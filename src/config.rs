//! Configuration primitives for the LS7366R driver.

use embedded_hal::spi::{MODE_0, Mode};

use crate::params::{CountEnable, CountMode};

/// SPI clock frequency the LS7366R is driven at.
pub const CLOCK_FREQUENCY_HZ: u32 = 1_000_000;
/// Bits per SPI word.
pub const DATA_BIT_LENGTH: u8 = 8;

/// User-facing configuration applied during driver construction.
#[derive(Debug, Clone, Copy, PartialEq, Eq)]
#[cfg_attr(feature = "defmt", derive(defmt::Format))]
pub struct Config {
    /// Count mode selected after the registers are cleared.
    pub count_mode: CountMode,
    /// Whether the counter runs once construction completes.
    pub count_enable: CountEnable,
}

impl Config {
    /// Begins building a [`Config`] using the builder pattern.
    pub fn new() -> ConfigBuilder {
        ConfigBuilder::new()
    }
}

impl Default for Config {
    fn default() -> Self {
        Self {
            count_mode: CountMode::Quad1,
            count_enable: CountEnable::Enabled,
        }
    }
}

/// Builder for [`Config`] allowing piecemeal construction.
#[derive(Debug, Clone, Copy)]
pub struct ConfigBuilder {
    config: Config,
}

impl ConfigBuilder {
    /// Creates a new builder seeded with [`Config::default()`].
    pub fn new() -> Self {
        Self {
            config: Config::default(),
        }
    }

    /// Overrides the initial count mode.
    pub fn count_mode(mut self, count_mode: CountMode) -> Self {
        self.config.count_mode = count_mode;
        self
    }

    /// Overrides whether counting starts enabled.
    pub fn count_enable(mut self, count_enable: CountEnable) -> Self {
        self.config.count_enable = count_enable;
        self
    }

    /// Finalizes the builder and returns the [`Config`].
    pub fn build(self) -> Config {
        self.config
    }
}

impl Default for ConfigBuilder {
    fn default() -> Self {
        Self::new()
    }
}

/// Whether other devices may share the bus while this one is open.
#[derive(Debug, Clone, Copy, PartialEq, Eq)]
#[cfg_attr(feature = "defmt", derive(defmt::Format))]
pub enum SharingMode {
    /// The device owns the bus.
    Exclusive,
    /// Other devices on different chip selects may use the bus.
    Shared,
}

/// Bus configuration the transport must apply before talking to the chip.
#[derive(Debug, Clone, Copy, PartialEq, Eq)]
pub struct ConnectionSettings {
    /// Chip-select line index on the bus.
    pub chip_select: u8,
    /// Clock frequency in hertz.
    pub clock_frequency: u32,
    /// Bits per word.
    pub data_bit_length: u8,
    /// Bus sharing mode.
    pub sharing_mode: SharingMode,
    /// Clock polarity and phase.
    pub mode: Mode,
}

impl ConnectionSettings {
    /// LS7366R settings for the device on `chip_select`: 1 MHz, 8-bit words,
    /// shared bus, SPI mode 0.
    pub const fn new(chip_select: u8) -> Self {
        Self {
            chip_select,
            clock_frequency: CLOCK_FREQUENCY_HZ,
            data_bit_length: DATA_BIT_LENGTH,
            sharing_mode: SharingMode::Shared,
            mode: MODE_0,
        }
    }
}
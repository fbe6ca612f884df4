//! High-level LS7366R quadrature counter driver.

use core::mem;

use embedded_hal::spi::SpiDevice;

use crate::config::{Config, ConnectionSettings};
use crate::error::{DriverError, DriverResult};
use crate::interface::digital::DigitalLine;
use crate::interface::spi::{SpiSyncBus, SynchronousBus};
use crate::params::{Command, CountEnable, CountMode, CounterWidth, Direction, RegisterSelect};
use crate::registers::{
    decode_count, encode_count, Instruction, Mode0, Mode1, Register, Status,
};

/// Ownership state of the bus and count-enable line.
enum State<BUS, EN> {
    Active { bus: BUS, enable: EN },
    Released,
}

/// Synchronous driver for the LS7366R 32-bit quadrature counter.
///
/// The count mode has no authoritative source other than this driver, so the
/// cached value is only updated after the corresponding register write
/// succeeds. Scratch buffers are reused on every call.
pub struct Ls7366r<BUS, EN> {
    state: State<BUS, EN>,
    config: Config,
    mode: Option<CountMode>,
    mode1: Mode1,
    write1: [u8; 1],
    write2: [u8; 2],
    write5: [u8; 5],
    read1: [u8; 1],
    read4: [u8; 4],
}

/// Decoded view of the `STR` register.
#[derive(Debug, Clone, Copy, PartialEq, Eq)]
pub struct StatusSnapshot {
    /// STR[7] CY, counter overflow latched.
    pub carry: bool,
    /// STR[6] BW, counter underflow latched.
    pub borrow: bool,
    /// STR[5] CMP, counter matched `DTR`.
    pub compare: bool,
    /// STR[4] IDX, index input latched.
    pub index: bool,
    /// STR[3] CEN, counting enabled.
    pub count_enabled: bool,
    /// STR[2] PLS, power loss latched.
    pub power_loss: bool,
    /// STR[1] U/D, count direction.
    pub direction: Direction,
    /// STR[0] S, counter sign.
    pub negative: bool,
}

impl StatusSnapshot {
    /// Builds a snapshot from the raw STR bitfield.
    pub fn from_register(status: Status) -> Self {
        Self {
            carry: status.carry(),
            borrow: status.borrow(),
            compare: status.compare(),
            index: status.index(),
            count_enabled: status.count_enabled(),
            power_loss: status.power_loss(),
            direction: status.direction(),
            negative: status.sign(),
        }
    }
}

#[cfg(feature = "defmt")]
impl defmt::Format for StatusSnapshot {
    fn format(&self, f: defmt::Formatter) {
        defmt::write!(
            f,
            "StatusSnapshot {{\n    CY: {},\n    BW: {},\n    CMP: {},\n    IDX: {},\n    CEN: {},\n    PLS: {},\n    U/D: {},\n    S: {}\n}}",
            self.carry,
            self.borrow,
            self.compare,
            self.index,
            self.count_enabled,
            self.power_loss,
            self.direction,
            self.negative
        );
    }
}

impl<BUS, EN> Ls7366r<BUS, EN> {
    // ==================================================================
    // == Ownership & Settings ==========================================
    // ==================================================================
    /// Bus configuration the transport must apply for the chip on `chip_select`.
    pub const fn connection_settings(chip_select: u8) -> ConnectionSettings {
        ConnectionSettings::new(chip_select)
    }

    /// Returns the configuration applied at construction.
    pub fn config(&self) -> &Config {
        &self.config
    }

    /// Last count mode written to `MDR0`.
    pub fn count_mode(&self) -> Option<CountMode> {
        self.mode
    }

    /// Returns `true` once [`release`](Self::release) handed the handles back.
    pub fn is_released(&self) -> bool {
        matches!(self.state, State::Released)
    }

    /// Provides mutable access to the underlying bus while the driver is active.
    pub fn bus_mut(&mut self) -> Option<&mut BUS> {
        match &mut self.state {
            State::Active { bus, .. } => Some(bus),
            State::Released => None,
        }
    }

    /// Hands the bus and the count-enable line back, in that order.
    ///
    /// Only the first call returns the handles; later calls return `None`.
    pub fn release(&mut self) -> Option<(BUS, EN)> {
        match mem::replace(&mut self.state, State::Released) {
            State::Active { bus, enable } => {
                debug!("ls7366r: released");
                Some((bus, enable))
            }
            State::Released => None,
        }
    }
}

impl<SPI, EN> Ls7366r<SpiSyncBus<SPI>, EN>
where
    SPI: SpiDevice,
    EN: DigitalLine,
{
    // ==================================================================
    // == SPI Convenience Constructors ==================================
    // ==================================================================
    /// Convenience constructor for `embedded-hal` SPI devices.
    pub fn new_spi(
        spi: SPI,
        enable: EN,
        config: Config,
    ) -> DriverResult<Self, SPI::Error, EN::Error> {
        Self::new(SpiSyncBus::new(spi), enable, config)
    }

    /// Releases the driver, returning the SPI device and the enable line.
    pub fn release_spi(&mut self) -> Option<(SPI, EN)> {
        self.release().map(|(bus, enable)| (bus.release(), enable))
    }
}

impl<BUS, EN> Ls7366r<BUS, EN>
where
    BUS: SynchronousBus,
    EN: DigitalLine,
{
    // ==================================================================
    // == Construction ==================================================
    // ==================================================================
    /// Takes ownership of the bus and count-enable line and initializes the chip.
    ///
    /// The enable line is driven high, every mode, status and counter register
    /// is cleared, the output register is loaded, the configured count mode is
    /// written and the counter is set to 4-byte width. A failure at any step
    /// drops both handles and returns the transport error.
    pub fn new(bus: BUS, enable: EN, config: Config) -> DriverResult<Self, BUS::Error, EN::Error> {
        let mut driver = Self {
            state: State::Active { bus, enable },
            config,
            mode: None,
            mode1: Mode1::from(Mode1::CLEAR_VALUE),
            write1: [0; 1],
            write2: [0; 2],
            write5: [0; 5],
            read1: [0; 1],
            read4: [0; 4],
        };
        driver.init()?;
        Ok(driver)
    }

    fn init(&mut self) -> DriverResult<(), BUS::Error, EN::Error> {
        if let State::Active { enable, .. } = &mut self.state {
            enable
                .write_forcing_output(true)
                .map_err(DriverError::Enable)?;
        }

        self.instruction(Command::Clear, Mode0::SELECT)?;
        self.instruction(Command::Clear, Mode1::SELECT)?;
        self.instruction(Command::Clear, Status::SELECT)?;
        self.instruction(Command::Clear, RegisterSelect::Counter)?;
        self.instruction(Command::Load, RegisterSelect::Output)?;

        self.set_count_mode(self.config.count_mode)?;

        let mode1 = Mode1::new()
            .with_counter_width(CounterWidth::FourByte)
            .with_count_enable(self.config.count_enable);
        self.write_mode1(mode1)?;

        debug!("ls7366r: initialized");
        Ok(())
    }

    // ==================================================================
    // == Counter Access ================================================
    // ==================================================================
    /// Snapshots the live counter into `OTR` and reads it back.
    ///
    /// Issues exactly two transactions: a `Load, Output` write and a
    /// sequential 1-byte write / 4-byte read of `Read, Output`.
    pub fn get_count(&mut self) -> DriverResult<i32, BUS::Error, EN::Error> {
        self.instruction(Command::Load, RegisterSelect::Output)?;

        self.write1[0] = Instruction::encode(Command::Read, RegisterSelect::Output);
        Self::bus(&mut self.state)?
            .transfer_sequential(&self.write1, &mut self.read4)
            .map_err(DriverError::Bus)?;

        let count = decode_count(self.read4);
        trace!("ls7366r: count {=i32}", count);
        Ok(count)
    }

    /// Clears the live counter.
    pub fn reset_count(&mut self) -> DriverResult<(), BUS::Error, EN::Error> {
        self.instruction(Command::Clear, RegisterSelect::Counter)
    }

    /// Writes `value` to `DTR` and transfers it into the live counter.
    pub fn preset_count(&mut self, value: i32) -> DriverResult<(), BUS::Error, EN::Error> {
        self.write5[0] = Instruction::encode(Command::Write, RegisterSelect::Input);
        self.write5[1..].copy_from_slice(&encode_count(value));
        Self::bus(&mut self.state)?
            .write(&self.write5)
            .map_err(DriverError::Bus)?;

        self.instruction(Command::Load, RegisterSelect::Counter)
    }

    // ==================================================================
    // == Mode Configuration ============================================
    // ==================================================================
    /// Selects the count mode.
    ///
    /// Does nothing when `mode` is already the cached mode. Otherwise writes
    /// `MDR0` as free-running, index disabled, filter clock divided by two,
    /// with the quadrature factor of `mode`.
    pub fn set_count_mode(&mut self, mode: CountMode) -> DriverResult<(), BUS::Error, EN::Error> {
        if self.mode == Some(mode) {
            return Ok(());
        }

        let mode0 = Mode0::for_count_mode(mode);
        self.write_register(Mode0::SELECT, u8::from(mode0))?;
        self.mode = Some(mode);

        debug!("ls7366r: count mode {}", mode);
        Ok(())
    }

    /// Reads `MDR0` back and compares it with the cached count mode.
    ///
    /// Returns `false` when the chip disagrees or no mode was written yet.
    pub fn verify_count_mode(&mut self) -> DriverResult<bool, BUS::Error, EN::Error> {
        let raw = self.read_register(Mode0::SELECT)?;

        let matches = self
            .mode
            .is_some_and(|mode| u8::from(Mode0::for_count_mode(mode)) == raw);
        if !matches {
            warn!("ls7366r: MDR0 read back {=u8:#x}", raw);
        }

        Ok(matches)
    }

    /// Starts or stops counting without touching the counter width.
    pub fn set_counting_enabled(&mut self, enabled: bool) -> DriverResult<(), BUS::Error, EN::Error> {
        let count_enable = if enabled {
            CountEnable::Enabled
        } else {
            CountEnable::Disabled
        };

        self.write_mode1(self.mode1.with_count_enable(count_enable))
    }

    /// Returns `true` when the last `MDR1` write left counting enabled.
    pub fn counting_enabled(&self) -> bool {
        self.mode1.count_enable() == CountEnable::Enabled
    }

    // ==================================================================
    // == Status ========================================================
    // ==================================================================
    /// Returns a snapshot of the `STR` register.
    pub fn read_status(&mut self) -> DriverResult<StatusSnapshot, BUS::Error, EN::Error> {
        let raw = self.read_register(Status::SELECT)?;
        Ok(StatusSnapshot::from_register(Status::from(raw)))
    }

    // ==================================================================
    // == Internal Transfer Helpers =====================================
    // ==================================================================
    fn bus(state: &mut State<BUS, EN>) -> DriverResult<&mut BUS, BUS::Error, EN::Error> {
        match state {
            State::Active { bus, .. } => Ok(bus),
            State::Released => Err(DriverError::Released),
        }
    }

    fn instruction(
        &mut self,
        command: Command,
        register: RegisterSelect,
    ) -> DriverResult<(), BUS::Error, EN::Error> {
        self.write1[0] = Instruction::encode(command, register);
        trace!("ls7366r: instruction {=u8:#x}", self.write1[0]);

        Self::bus(&mut self.state)?
            .write(&self.write1)
            .map_err(DriverError::Bus)
    }

    fn write_register(
        &mut self,
        register: RegisterSelect,
        value: u8,
    ) -> DriverResult<(), BUS::Error, EN::Error> {
        self.write2 = [Instruction::encode(Command::Write, register), value];
        trace!("ls7366r: write {=u8:#x} {=u8:#x}", self.write2[0], value);

        Self::bus(&mut self.state)?
            .write(&self.write2)
            .map_err(DriverError::Bus)
    }

    fn read_register(&mut self, register: RegisterSelect) -> DriverResult<u8, BUS::Error, EN::Error> {
        self.write1[0] = Instruction::encode(Command::Read, register);

        Self::bus(&mut self.state)?
            .transfer_sequential(&self.write1, &mut self.read1)
            .map_err(DriverError::Bus)?;

        Ok(self.read1[0])
    }

    fn write_mode1(&mut self, mode1: Mode1) -> DriverResult<(), BUS::Error, EN::Error> {
        self.write_register(Mode1::SELECT, u8::from(mode1))?;
        self.mode1 = mode1;
        Ok(())
    }
}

────────

## TASK GOAL
List each line in the listing that contains the string "this".

## SOLUTION BELOW
/// Whether other devices may share the bus while this one is open.
/// The count mode has no authoritative source other than this driver, so the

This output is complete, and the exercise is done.